- The Washington Times - Thursday, July 14, 2005

America’s 9-year-olds are doing better in reading and mathematics than they did three decades ago, while 17-year-olds showed “no measurable changes” in school achievement over the same period, according to test results released yesterday.

In reading and math, 9-year-olds scored higher in 2004 than in any other year since 1971, when the standardized National Assessment of Educational Progress (NAEP) test began being administered.

Average reading scores of 9-year-olds have risen 10 points on a 500-point scale, from 209 to 219 since 1990. Their math scores rose 11 points, from 230 to 241.

The Nation’s Report Card also showed that during the same time period, 13-year-olds had a two-point gain in reading and an 11-point gain in math. Seventeen-year-olds slipped five points in reading and gained two points in math.

The 2004 results are from a representative sample of more than 28,000 public and private school students tested in the three age groups, said Grover J. Whitehurst, acting commissioner of the National Center for Education Statistics.

“Almost half the increase came since 1999,” he said.

Education Secretary Margaret Spellings credited students, teachers and parents for getting behind the national push for school improvement and accountability.

“It is no coincidence that progress accelerated so rapidly in this time period,” Mrs. Spellings said.

“We are at the beginning of the journey and certainly have room for improvement,” she said. “Changing the direction of America’s schools is like turning the Queen Mary, a large ship whose captain can’t change course on a dime.”

The report also found that 9-year-olds have greatly increased their reading levels in the past few decades, with one-fourth saying they read more than 20 pages a day. That is twice the number of children their age in 1984 who said they read more than 20 pages a day. Most 13- and 17-year-olds said they read less than those in their age group two decades ago.

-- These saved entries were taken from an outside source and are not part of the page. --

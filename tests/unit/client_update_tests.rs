//! Unit tests for the client-facing slice: prompt translation and
//! JSON-RPC rendering of updates.

use serde_json::{json, Value};

use acp_turn_agent::client::emitter::to_json_rpc;
use acp_turn_agent::client::{
    prompt_to_user_content, ChannelEmitter, EmbeddedResource, NdjsonEmitter, PromptBlock,
    UpdateEmitter,
};
use acp_turn_agent::protocol::UserContent;
use acp_turn_agent::tools::{ToolCallContent, ToolCallStatus, ToolCallUpdate};
use acp_turn_agent::turn::{ClientUpdate, StopReason};

#[test]
fn single_text_prompt_is_plain_text() {
    let content = prompt_to_user_content(&[PromptBlock::Text {
        text: "What is 2+2?".into(),
    }]);

    assert_eq!(content, UserContent::Text("What is 2+2?".into()));
}

#[test]
fn mixed_prompt_becomes_blocks_in_order() {
    let content = prompt_to_user_content(&[
        PromptBlock::Text {
            text: "Summarise".into(),
        },
        PromptBlock::ResourceLink {
            uri: "file:///w/a.rs".into(),
            name: "a.rs".into(),
        },
        PromptBlock::Resource {
            resource: EmbeddedResource {
                uri: "file:///w/b.rs".into(),
                text: Some("fn b() {}".into()),
                mime_type: None,
            },
        },
    ]);

    let UserContent::Blocks(blocks) = content else {
        panic!("expected blocks");
    };
    assert_eq!(blocks.len(), 3);
    assert_eq!(blocks[0], json!({ "type": "text", "text": "Summarise" }));
    assert_eq!(blocks[1]["text"], "[@a.rs](file:///w/a.rs)");
    assert!(blocks[2]["text"]
        .as_str()
        .expect("text")
        .starts_with("<context ref=\"file:///w/b.rs\">"));
}

#[test]
fn prompt_blocks_deserialize_from_client_json() {
    let blocks: Vec<PromptBlock> = serde_json::from_value(json!([
        { "type": "text", "text": "hi" },
        { "type": "image", "data": "AAAA", "mimeType": "image/png" }
    ]))
    .expect("deserialize");

    let UserContent::Blocks(content) = prompt_to_user_content(&blocks) else {
        panic!("expected blocks");
    };
    assert_eq!(content[1]["source"]["media_type"], "image/png");
}

#[test]
fn content_chunk_is_agent_message_chunk() {
    let message = to_json_rpc(
        "s-1",
        &ClientUpdate::ContentChunk { text: "4".into() },
        &json!(1),
    );

    assert_eq!(message["method"], "session/update");
    assert_eq!(message["params"]["sessionId"], "s-1");
    assert_eq!(message["params"]["update"]["sessionUpdate"], "agent_message_chunk");
    assert_eq!(message["params"]["update"]["content"]["text"], "4");
}

#[test]
fn pending_tool_is_tool_call_and_later_statuses_are_updates() {
    let pending = ToolCallUpdate {
        tool_call_id: "t1".into(),
        tool_name: "read_file".into(),
        status: ToolCallStatus::Pending,
        raw_input: Some(json!({ "path": "a.txt" })),
        content: None,
    };
    let done = ToolCallUpdate {
        status: ToolCallStatus::Completed,
        raw_input: None,
        content: Some(ToolCallContent::Text {
            text: "hello".into(),
        }),
        ..pending.clone()
    };

    let first = to_json_rpc("s-1", &ClientUpdate::ToolCallStatus(pending), &json!(1));
    let last = to_json_rpc("s-1", &ClientUpdate::ToolCallStatus(done), &json!(1));

    assert_eq!(first["params"]["update"]["sessionUpdate"], "tool_call");
    assert_eq!(first["params"]["update"]["status"], "pending");
    assert_eq!(first["params"]["update"]["rawInput"]["path"], "a.txt");
    assert_eq!(last["params"]["update"]["sessionUpdate"], "tool_call_update");
    assert_eq!(last["params"]["update"]["status"], "completed");
    assert_eq!(
        last["params"]["update"]["content"][0]["content"]["text"],
        "hello"
    );
}

#[test]
fn stop_reason_answers_the_prompt_request() {
    let message = to_json_rpc(
        "s-1",
        &ClientUpdate::StopReasonReached {
            stop_reason: StopReason::MaxTurnRequests,
        },
        &json!(7),
    );

    assert_eq!(message["id"], 7);
    assert_eq!(message["result"]["stopReason"], "max_turn_requests");
}

#[tokio::test]
async fn ndjson_emitter_writes_one_line_per_update() {
    let (writer, mut reader) = tokio::io::duplex(4096);
    let emitter = NdjsonEmitter::new(writer, json!(1));

    emitter
        .emit("s-1", ClientUpdate::ContentChunk { text: "a".into() })
        .await
        .expect("emit chunk");
    emitter
        .emit(
            "s-1",
            ClientUpdate::StopReasonReached {
                stop_reason: StopReason::EndTurn,
            },
        )
        .await
        .expect("emit stop");
    drop(emitter);

    let mut raw = String::new();
    tokio::io::AsyncReadExt::read_to_string(&mut reader, &mut raw)
        .await
        .expect("read");
    let lines: Vec<Value> = raw
        .lines()
        .map(|line| serde_json::from_str(line).expect("json line"))
        .collect();
    assert_eq!(lines.len(), 2);
    assert_eq!(lines[1]["result"]["stopReason"], "end_turn");
}

#[tokio::test]
async fn channel_emitter_errors_once_receiver_is_gone() {
    let (emitter, rx) = ChannelEmitter::new(1);
    drop(rx);

    let result = emitter
        .emit("s-1", ClientUpdate::ContentChunk { text: "x".into() })
        .await;

    assert!(result.is_err());
}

Seventeen-year-olds who said they read more than 20 pages a day scored an average of 29 points higher on the test than high school students who said they read five or fewer pages daily.

Among other findings:

• Girls perform better than boys in reading at all age levels, while boys perform better in math. Among 17-year-olds, the reading achievement gap between girls and boys is 14 points; in math, boys have a three-point advantage.

• Black 13-year-olds registered a 22-point gain on reading tests since the first NAEP test in 1971. The achievement gap between black and white students has been cut from 39 to 22 points. In math, the gap has decreased from 35 to 23 points.

c Hispanic 9-year-olds registered a 12-point reading gain since 1999, but 13- and 17-year-olds had lower scores last year than in 1999. In math, Hispanic 9- and 13-year-olds posted significant gains, but 17-year-olds had lower scores than five years ago.

The gap between Hispanic and white 17-year-olds was 29 points in reading and 24 points in math, but the gap has narrowed since 1999.

Darvin M. Winick, chairman of the National Assessment Governing Board (NAGB), which oversees NAEP testing, credited achievement gains of younger students to “greater emphasis on getting kids started earlier” in reading through programs such as the Bush administration’s Reading First Initiative.

“It’s easier to bend the twig than the root of the full-grown tree,” he said.

Although he noted the “very good news” in the report, Mr. Winick said he was “particularly concerned about the results of 17-year-olds.” The results “question how good high schools are in this country,” he said.

About 56 percent of students in public and private schools took NAEP reading and math tests last year, which is well below the NCES reporting target of 85 percent for 13- and 17-year-olds, the report said.

“It is always a challenge in getting 17-year-olds to participate” in the voluntary NAEP tests, Mr. Winick said.

Charles E. Smith, NAGB executive director, said the board is considering incentives for students to take the test, including paying participants.